*Exercise objective*.
Each record should be copied exactly, and none of them omitted.

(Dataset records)
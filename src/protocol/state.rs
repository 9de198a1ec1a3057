//! Protocol states and the per-session record threaded through validation.
//!
//! Instead of a process-wide state variable, each session owns a
//! [`SessionState`] value that the caller passes into every validation call
//! and stores again afterwards.

use crate::protocol::message::Command;
use serde::{Deserialize, Serialize};
use std::fmt;

/// SPLPv1 protocol state
#[derive(Debug, Clone, Copy, PartialEq, Eq, Hash, Default, Serialize, Deserialize)]
#[serde(rename_all = "snake_case")]
pub enum State {
    /// No session; only `CONNECT` is accepted
    #[default]
    Init,
    /// Client waits for connection approval
    Connecting,
    /// Session established, client may issue requests
    Connected,
    /// Client waits for `VERSION n`
    WaitingVersion,
    /// Client waits for `CMD data CMD`
    WaitingData,
    /// Client waits for `B64: payload`
    WaitingB64,
    /// Client waits for `DISCONNECT_OK`
    Disconnecting,
}

impl State {
    pub const ALL: [State; 7] = [
        State::Init,
        State::Connecting,
        State::Connected,
        State::WaitingVersion,
        State::WaitingData,
        State::WaitingB64,
        State::Disconnecting,
    ];

    /// Protocol name of the state
    pub fn name(self) -> &'static str {
        match self {
            State::Init => "INIT",
            State::Connecting => "CONNECTING",
            State::Connected => "CONNECTED",
            State::WaitingVersion => "WAITING_VER",
            State::WaitingData => "WAITING_DATA",
            State::WaitingB64 => "WAITING_B64_DATA",
            State::Disconnecting => "DISCONNECTING",
        }
    }
}

impl fmt::Display for State {
    fn fmt(&self, f: &mut fmt::Formatter<'_>) -> fmt::Result {
        f.write_str(self.name())
    }
}

/// Everything the validator remembers between two messages of one session.
///
/// `pending` is only meaningful while `state` is [`State::WaitingData`]; the
/// constructors below are the only way the validator builds this value, so
/// that pairing always holds.
#[derive(Debug, Clone, Copy, PartialEq, Eq, Default, Serialize, Deserialize)]
pub struct SessionState {
    state: State,
    pending: Option<Command>,
}

impl SessionState {
    /// Fresh session in `INIT`
    pub const fn new() -> Self {
        Self {
            state: State::Init,
            pending: None,
        }
    }

    /// Session in a state that carries no pending command.
    /// `WaitingData` cannot be built this way; use [`SessionState::awaiting`].
    pub(crate) const fn at(state: State) -> Self {
        Self {
            state,
            pending: None,
        }
    }

    /// Session waiting for the server's reply to `command`
    pub const fn awaiting(command: Command) -> Self {
        Self {
            state: State::WaitingData,
            pending: Some(command),
        }
    }

    #[inline]
    pub fn state(&self) -> State {
        self.state
    }

    /// Command awaiting its data reply, if any
    #[inline]
    pub fn pending(&self) -> Option<Command> {
        self.pending
    }
}

impl fmt::Display for SessionState {
    fn fmt(&self, f: &mut fmt::Formatter<'_>) -> fmt::Result {
        match self.pending {
            Some(cmd) => write!(f, "{} ({cmd})", self.state),
            None => write!(f, "{}", self.state),
        }
    }
}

*Answer to this exercise*.
filename src/protocol/state.rs
repository 9de198a1ec1a3057
//! Protocol states and the per-session record threaded through validation.
//!
//! Instead of a process-wide state variable, each session owns a
//! [`SessionState`] value that the caller passes into every validation call
//! and stores again afterwards.

use crate::protocol::message::Command;
use serde::{Deserialize, Serialize};
use std::fmt;

/// SPLPv1 protocol state
#[derive(Debug, Clone, Copy, PartialEq, Eq, Hash, Default, Serialize, Deserialize)]
#[serde(rename_all = "snake_case")]
pub enum State {
    /// No session; only `CONNECT` is accepted
    #[default]
    Init,
    /// Client waits for connection approval
    Connecting,
    /// Session established, client may issue requests
    Connected,
    /// Client waits for `VERSION n`
    WaitingVersion,
    /// Client waits for `CMD data CMD`
    WaitingData,
    /// Client waits for `B64: payload`
    WaitingB64,
    /// Client waits for `DISCONNECT_OK`
    Disconnecting,
}

impl State {
    pub const ALL: [State; 7] = [
        State::Init,
        State::Connecting,
        State::Connected,
        State::WaitingVersion,
        State::WaitingData,
        State::WaitingB64,
        State::Disconnecting,
    ];

    /// Protocol name of the state
    pub fn name(self) -> &'static str {
        match self {
            State::Init => "INIT",
            State::Connecting => "CONNECTING",
            State::Connected => "CONNECTED",
            State::WaitingVersion => "WAITING_VER",
            State::WaitingData => "WAITING_DATA",
            State::WaitingB64 => "WAITING_B64_DATA",
            State::Disconnecting => "DISCONNECTING",
        }
    }
}

impl fmt::Display for State {
    fn fmt(&self, f: &mut fmt::Formatter<'_>) -> fmt::Result {
        f.write_str(self.name())
    }
}

/// Everything the validator remembers between two messages of one session.
///
/// `pending` is only meaningful while `state` is [`State::WaitingData`]; the
/// constructors below are the only way the validator builds this value, so
/// that pairing always holds.
#[derive(Debug, Clone, Copy, PartialEq, Eq, Default, Serialize, Deserialize)]
pub struct SessionState {
    state: State,
    pending: Option<Command>,
}

impl SessionState {
    /// Fresh session in `INIT`
    pub const fn new() -> Self {
        Self {
            state: State::Init,
            pending: None,
        }
    }

    /// Session in a state that carries no pending command.
    /// `WaitingData` cannot be built this way; use [`SessionState::awaiting`].
    pub(crate) const fn at(state: State) -> Self {
        Self {
            state,
            pending: None,
        }
    }

    /// Session waiting for the server's reply to `command`
    pub const fn awaiting(command: Command) -> Self {
        Self {
            state: State::WaitingData,
            pending: Some(command),
        }
    }

    #[inline]
    pub fn state(&self) -> State {
        self.state
    }

    /// Command awaiting its data reply, if any
    #[inline]
    pub fn pending(&self) -> Option<Command> {
        self.pending
    }
}

impl fmt::Display for SessionState {
    fn fmt(&self, f: &mut fmt::Formatter<'_>) -> fmt::Result {
        match self.pending {
            Some(cmd) => write!(f, "{} ({cmd})", self.state),
            None => write!(f, "{}", self.state),
        }
    }
}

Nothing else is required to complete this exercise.